ABOUT THIS TASK -
Beginning with the line below that contains "#[derive(Clone)]" and ending with the line that contains "- Liveness probe", copy every line exactly. Copy nothing else.

Dataset entries -
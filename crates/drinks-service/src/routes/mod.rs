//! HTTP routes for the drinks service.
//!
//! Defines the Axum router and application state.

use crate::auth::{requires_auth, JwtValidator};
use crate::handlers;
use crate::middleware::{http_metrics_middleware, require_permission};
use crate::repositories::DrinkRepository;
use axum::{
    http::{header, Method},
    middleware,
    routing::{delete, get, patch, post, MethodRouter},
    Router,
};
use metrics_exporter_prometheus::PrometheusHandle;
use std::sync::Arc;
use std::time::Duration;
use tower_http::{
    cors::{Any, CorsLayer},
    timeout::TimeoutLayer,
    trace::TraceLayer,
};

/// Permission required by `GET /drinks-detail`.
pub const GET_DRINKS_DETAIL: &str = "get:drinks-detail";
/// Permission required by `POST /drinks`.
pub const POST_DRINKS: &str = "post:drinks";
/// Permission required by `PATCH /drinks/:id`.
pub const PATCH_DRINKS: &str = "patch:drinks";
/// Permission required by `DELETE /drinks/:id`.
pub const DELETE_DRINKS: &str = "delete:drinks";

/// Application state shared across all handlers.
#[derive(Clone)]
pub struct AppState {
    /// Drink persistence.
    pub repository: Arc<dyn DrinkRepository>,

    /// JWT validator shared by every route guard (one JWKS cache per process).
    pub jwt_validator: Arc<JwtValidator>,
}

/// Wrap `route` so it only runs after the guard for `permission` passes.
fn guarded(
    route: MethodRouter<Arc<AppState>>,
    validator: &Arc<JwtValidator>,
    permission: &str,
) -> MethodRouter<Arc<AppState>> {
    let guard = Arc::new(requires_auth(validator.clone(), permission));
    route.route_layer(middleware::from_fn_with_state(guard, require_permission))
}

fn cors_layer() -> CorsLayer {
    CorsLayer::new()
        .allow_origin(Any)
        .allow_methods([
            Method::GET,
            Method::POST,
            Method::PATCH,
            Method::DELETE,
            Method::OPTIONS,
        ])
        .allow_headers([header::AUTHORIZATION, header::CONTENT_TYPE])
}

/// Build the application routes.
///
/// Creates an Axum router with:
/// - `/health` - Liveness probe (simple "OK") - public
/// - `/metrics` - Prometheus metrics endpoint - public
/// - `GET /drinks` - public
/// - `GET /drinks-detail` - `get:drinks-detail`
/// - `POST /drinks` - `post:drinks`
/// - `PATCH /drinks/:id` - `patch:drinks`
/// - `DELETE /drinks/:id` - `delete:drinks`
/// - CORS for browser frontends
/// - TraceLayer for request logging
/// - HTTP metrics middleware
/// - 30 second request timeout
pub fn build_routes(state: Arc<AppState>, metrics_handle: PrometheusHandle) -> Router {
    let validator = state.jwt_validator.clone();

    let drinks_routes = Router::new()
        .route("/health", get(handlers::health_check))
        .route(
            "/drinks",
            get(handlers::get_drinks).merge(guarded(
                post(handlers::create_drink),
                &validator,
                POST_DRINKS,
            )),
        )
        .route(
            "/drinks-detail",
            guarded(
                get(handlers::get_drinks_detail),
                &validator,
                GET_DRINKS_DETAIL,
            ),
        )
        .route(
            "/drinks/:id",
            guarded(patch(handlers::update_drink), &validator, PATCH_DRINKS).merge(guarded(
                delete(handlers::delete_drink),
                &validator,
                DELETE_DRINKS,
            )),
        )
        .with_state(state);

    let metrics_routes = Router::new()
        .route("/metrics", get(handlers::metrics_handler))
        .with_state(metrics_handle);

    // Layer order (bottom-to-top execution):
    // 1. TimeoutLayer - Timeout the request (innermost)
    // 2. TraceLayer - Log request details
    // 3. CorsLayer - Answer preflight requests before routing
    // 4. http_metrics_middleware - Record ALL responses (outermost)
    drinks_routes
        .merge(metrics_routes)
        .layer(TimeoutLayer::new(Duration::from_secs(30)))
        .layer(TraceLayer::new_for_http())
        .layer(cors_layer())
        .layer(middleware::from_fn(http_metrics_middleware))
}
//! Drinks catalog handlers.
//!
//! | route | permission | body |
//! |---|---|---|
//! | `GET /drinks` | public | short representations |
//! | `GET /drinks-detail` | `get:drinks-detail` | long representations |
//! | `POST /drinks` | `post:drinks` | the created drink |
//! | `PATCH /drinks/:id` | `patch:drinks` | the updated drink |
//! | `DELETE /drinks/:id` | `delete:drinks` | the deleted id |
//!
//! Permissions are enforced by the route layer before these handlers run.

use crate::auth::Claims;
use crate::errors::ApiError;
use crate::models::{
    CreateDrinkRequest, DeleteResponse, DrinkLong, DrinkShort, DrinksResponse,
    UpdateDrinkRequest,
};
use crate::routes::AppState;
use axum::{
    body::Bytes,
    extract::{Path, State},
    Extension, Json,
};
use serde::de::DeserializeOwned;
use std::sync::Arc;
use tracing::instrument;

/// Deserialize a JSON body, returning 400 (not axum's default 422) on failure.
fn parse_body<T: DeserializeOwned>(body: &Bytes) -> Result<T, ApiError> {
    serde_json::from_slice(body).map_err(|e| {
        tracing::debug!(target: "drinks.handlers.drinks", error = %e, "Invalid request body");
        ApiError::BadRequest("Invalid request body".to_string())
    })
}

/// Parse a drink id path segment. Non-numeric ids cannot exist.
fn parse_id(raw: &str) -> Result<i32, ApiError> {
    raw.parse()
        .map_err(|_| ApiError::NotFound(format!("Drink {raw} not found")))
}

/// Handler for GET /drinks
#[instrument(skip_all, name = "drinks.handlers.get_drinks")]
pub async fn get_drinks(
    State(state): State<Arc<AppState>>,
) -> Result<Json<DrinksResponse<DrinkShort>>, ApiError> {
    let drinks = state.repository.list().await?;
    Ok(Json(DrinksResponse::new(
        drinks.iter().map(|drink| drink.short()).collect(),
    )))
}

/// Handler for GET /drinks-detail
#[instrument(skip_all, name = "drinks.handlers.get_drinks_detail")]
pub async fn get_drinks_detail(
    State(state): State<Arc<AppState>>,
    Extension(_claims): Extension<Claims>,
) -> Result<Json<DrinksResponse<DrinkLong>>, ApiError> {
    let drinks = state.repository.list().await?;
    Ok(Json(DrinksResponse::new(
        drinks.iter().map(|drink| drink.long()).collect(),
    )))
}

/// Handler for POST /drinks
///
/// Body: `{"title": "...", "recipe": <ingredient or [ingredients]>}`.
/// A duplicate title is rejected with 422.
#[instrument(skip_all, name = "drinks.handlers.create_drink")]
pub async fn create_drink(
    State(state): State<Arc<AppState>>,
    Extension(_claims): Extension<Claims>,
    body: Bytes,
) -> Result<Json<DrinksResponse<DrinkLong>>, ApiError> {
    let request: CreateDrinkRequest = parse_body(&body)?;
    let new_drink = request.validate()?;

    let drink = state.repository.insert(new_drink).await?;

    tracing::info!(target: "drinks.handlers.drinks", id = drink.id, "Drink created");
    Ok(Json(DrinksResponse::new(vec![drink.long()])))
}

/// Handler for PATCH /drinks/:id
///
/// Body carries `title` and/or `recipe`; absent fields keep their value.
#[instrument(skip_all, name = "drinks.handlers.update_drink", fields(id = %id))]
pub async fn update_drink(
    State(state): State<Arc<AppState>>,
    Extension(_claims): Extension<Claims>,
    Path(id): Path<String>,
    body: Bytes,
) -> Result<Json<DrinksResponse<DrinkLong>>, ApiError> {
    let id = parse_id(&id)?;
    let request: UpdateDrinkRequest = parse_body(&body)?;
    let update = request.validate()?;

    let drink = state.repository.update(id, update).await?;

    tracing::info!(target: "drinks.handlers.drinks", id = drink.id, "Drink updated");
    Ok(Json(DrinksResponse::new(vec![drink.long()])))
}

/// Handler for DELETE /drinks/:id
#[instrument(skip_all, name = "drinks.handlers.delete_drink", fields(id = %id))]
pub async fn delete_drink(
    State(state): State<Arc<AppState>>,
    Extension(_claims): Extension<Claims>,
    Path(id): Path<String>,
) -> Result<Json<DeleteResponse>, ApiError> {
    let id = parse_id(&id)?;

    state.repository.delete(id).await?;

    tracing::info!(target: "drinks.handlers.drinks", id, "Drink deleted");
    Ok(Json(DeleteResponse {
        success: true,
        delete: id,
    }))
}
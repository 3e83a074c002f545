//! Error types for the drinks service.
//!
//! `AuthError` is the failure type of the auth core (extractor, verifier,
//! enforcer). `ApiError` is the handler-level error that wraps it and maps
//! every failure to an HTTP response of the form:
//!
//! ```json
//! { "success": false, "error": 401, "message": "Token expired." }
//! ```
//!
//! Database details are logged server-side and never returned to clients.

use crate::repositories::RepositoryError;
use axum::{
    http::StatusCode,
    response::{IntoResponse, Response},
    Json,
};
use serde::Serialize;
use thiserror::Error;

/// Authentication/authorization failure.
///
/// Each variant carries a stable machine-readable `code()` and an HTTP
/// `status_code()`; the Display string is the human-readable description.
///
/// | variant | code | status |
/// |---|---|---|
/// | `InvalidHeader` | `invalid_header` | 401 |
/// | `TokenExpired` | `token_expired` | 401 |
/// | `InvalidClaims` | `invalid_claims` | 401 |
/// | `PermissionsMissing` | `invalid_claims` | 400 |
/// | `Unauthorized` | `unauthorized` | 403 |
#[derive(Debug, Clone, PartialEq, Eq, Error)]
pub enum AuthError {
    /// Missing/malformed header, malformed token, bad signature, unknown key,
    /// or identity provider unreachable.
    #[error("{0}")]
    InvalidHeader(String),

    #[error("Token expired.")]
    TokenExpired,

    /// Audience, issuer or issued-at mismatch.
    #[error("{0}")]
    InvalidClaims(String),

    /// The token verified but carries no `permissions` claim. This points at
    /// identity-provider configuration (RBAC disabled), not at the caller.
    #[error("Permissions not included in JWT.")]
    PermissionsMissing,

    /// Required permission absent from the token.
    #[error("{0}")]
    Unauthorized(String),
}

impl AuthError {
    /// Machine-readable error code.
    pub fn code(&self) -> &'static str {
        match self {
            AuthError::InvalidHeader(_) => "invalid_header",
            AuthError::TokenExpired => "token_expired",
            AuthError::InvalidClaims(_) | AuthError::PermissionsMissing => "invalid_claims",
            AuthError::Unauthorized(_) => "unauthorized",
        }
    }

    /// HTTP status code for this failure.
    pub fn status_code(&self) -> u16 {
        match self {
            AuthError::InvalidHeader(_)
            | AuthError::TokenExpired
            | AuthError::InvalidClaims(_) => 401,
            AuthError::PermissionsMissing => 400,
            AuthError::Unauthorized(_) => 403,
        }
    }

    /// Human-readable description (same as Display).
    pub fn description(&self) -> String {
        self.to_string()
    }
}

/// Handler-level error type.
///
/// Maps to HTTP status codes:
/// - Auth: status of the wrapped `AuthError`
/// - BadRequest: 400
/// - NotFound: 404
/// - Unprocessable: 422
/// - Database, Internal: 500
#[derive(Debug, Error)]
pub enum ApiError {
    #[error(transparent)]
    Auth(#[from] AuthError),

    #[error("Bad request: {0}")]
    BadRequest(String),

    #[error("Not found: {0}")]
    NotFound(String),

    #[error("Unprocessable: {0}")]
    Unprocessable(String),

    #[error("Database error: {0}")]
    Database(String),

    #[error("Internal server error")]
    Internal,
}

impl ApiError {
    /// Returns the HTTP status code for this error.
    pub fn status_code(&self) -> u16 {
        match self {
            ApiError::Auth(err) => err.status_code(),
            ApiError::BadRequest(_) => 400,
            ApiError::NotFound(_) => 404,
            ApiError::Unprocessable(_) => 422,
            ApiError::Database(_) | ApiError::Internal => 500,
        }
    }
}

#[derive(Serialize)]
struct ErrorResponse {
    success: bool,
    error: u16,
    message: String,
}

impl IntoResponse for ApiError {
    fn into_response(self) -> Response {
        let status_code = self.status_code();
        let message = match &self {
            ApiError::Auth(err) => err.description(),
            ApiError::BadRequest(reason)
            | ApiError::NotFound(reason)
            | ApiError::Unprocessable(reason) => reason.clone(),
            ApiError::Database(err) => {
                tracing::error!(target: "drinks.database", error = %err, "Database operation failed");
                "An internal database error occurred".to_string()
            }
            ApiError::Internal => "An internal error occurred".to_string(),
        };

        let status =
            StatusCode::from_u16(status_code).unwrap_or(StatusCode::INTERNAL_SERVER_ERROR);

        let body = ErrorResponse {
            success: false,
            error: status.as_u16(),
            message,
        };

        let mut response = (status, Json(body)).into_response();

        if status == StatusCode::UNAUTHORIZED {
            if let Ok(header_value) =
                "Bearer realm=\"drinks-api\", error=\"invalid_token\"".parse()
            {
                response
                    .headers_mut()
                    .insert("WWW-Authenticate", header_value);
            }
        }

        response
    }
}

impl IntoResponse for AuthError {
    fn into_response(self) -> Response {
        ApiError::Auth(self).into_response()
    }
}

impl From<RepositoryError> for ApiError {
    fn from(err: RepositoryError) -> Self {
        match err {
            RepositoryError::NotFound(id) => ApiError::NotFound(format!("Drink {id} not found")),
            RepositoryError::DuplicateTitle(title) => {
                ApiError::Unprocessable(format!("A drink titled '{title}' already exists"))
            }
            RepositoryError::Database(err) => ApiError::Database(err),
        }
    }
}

SOLUTION TO THE PROBLEM -
#[derive(Clone)]
pub struct AppState {
    /// Drink persistence.
    pub repository: Arc<dyn DrinkRepository>,

    /// JWT validator shared by every route guard (one JWKS cache per process).
    pub jwt_validator: Arc<JwtValidator>,
}

/// Wrap `route` so it only runs after the guard for `permission` passes.
fn guarded(
    route: MethodRouter<Arc<AppState>>,
    validator: &Arc<JwtValidator>,
    permission: &str,
) -> MethodRouter<Arc<AppState>> {
    let guard = Arc::new(requires_auth(validator.clone(), permission));
    route.route_layer(middleware::from_fn_with_state(guard, require_permission))
}

fn cors_layer() -> CorsLayer {
    CorsLayer::new()
        .allow_origin(Any)
        .allow_methods([
            Method::GET,
            Method::POST,
            Method::PATCH,
            Method::DELETE,
            Method::OPTIONS,
        ])
        .allow_headers([header::AUTHORIZATION, header::CONTENT_TYPE])
}

/// Build the application routes.
///
/// Creates an Axum router with:
/// - `/health` - Liveness probe (simple "OK") - public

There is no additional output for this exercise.